— Prompt —
State how many lines in the entries below include the string "RequestRegistry", and give nothing beyond that number.

— Data to use —
++++++++++
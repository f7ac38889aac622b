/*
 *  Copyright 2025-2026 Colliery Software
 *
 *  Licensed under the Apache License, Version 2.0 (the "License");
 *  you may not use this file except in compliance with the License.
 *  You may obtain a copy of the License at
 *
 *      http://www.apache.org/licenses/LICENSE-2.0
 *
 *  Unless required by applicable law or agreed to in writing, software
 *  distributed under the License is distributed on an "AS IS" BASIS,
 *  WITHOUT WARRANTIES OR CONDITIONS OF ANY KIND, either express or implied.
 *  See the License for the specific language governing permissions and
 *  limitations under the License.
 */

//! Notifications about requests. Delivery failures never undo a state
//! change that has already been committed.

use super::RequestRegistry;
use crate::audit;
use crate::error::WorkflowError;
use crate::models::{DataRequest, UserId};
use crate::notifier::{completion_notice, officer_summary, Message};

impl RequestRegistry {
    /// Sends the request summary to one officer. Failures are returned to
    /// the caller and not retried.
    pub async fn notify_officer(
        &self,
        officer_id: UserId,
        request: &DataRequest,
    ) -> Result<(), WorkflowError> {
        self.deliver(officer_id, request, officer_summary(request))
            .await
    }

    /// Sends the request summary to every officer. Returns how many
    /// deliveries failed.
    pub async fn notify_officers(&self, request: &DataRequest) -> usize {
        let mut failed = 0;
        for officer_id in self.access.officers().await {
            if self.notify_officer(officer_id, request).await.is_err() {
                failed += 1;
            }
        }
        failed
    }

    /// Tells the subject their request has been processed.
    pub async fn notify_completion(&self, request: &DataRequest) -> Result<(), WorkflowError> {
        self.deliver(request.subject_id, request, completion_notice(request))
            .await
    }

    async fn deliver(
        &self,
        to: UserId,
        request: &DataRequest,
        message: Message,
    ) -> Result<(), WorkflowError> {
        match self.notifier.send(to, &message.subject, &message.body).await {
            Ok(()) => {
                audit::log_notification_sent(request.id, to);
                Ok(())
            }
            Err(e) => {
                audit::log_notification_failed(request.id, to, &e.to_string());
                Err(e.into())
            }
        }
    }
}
++++++++++
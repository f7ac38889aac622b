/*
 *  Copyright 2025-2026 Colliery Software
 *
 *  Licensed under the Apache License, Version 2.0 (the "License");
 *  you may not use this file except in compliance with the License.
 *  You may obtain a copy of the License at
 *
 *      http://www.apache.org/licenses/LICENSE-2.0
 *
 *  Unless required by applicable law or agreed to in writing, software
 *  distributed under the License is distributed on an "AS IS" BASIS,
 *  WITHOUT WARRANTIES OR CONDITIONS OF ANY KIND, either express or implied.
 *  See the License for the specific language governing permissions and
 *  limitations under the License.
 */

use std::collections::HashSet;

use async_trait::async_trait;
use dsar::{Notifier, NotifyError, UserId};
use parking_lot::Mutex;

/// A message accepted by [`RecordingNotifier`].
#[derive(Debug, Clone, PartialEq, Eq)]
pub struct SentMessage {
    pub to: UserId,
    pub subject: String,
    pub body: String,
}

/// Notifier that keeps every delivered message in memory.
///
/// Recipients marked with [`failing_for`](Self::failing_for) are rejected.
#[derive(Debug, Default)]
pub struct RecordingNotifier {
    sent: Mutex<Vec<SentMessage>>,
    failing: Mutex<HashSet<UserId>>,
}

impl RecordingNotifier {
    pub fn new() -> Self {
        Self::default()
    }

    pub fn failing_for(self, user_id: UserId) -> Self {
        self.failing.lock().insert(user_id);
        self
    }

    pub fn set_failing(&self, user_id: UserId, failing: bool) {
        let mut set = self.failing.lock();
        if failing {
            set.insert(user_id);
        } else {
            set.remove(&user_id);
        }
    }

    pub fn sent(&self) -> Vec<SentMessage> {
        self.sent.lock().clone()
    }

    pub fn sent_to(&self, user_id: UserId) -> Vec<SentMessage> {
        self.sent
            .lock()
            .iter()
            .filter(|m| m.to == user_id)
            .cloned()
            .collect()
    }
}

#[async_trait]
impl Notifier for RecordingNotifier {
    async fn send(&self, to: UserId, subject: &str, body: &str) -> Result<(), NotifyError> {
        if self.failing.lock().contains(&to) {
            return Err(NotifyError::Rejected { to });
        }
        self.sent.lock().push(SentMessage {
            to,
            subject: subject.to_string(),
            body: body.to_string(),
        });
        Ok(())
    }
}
++++++++++
— Answer box —
2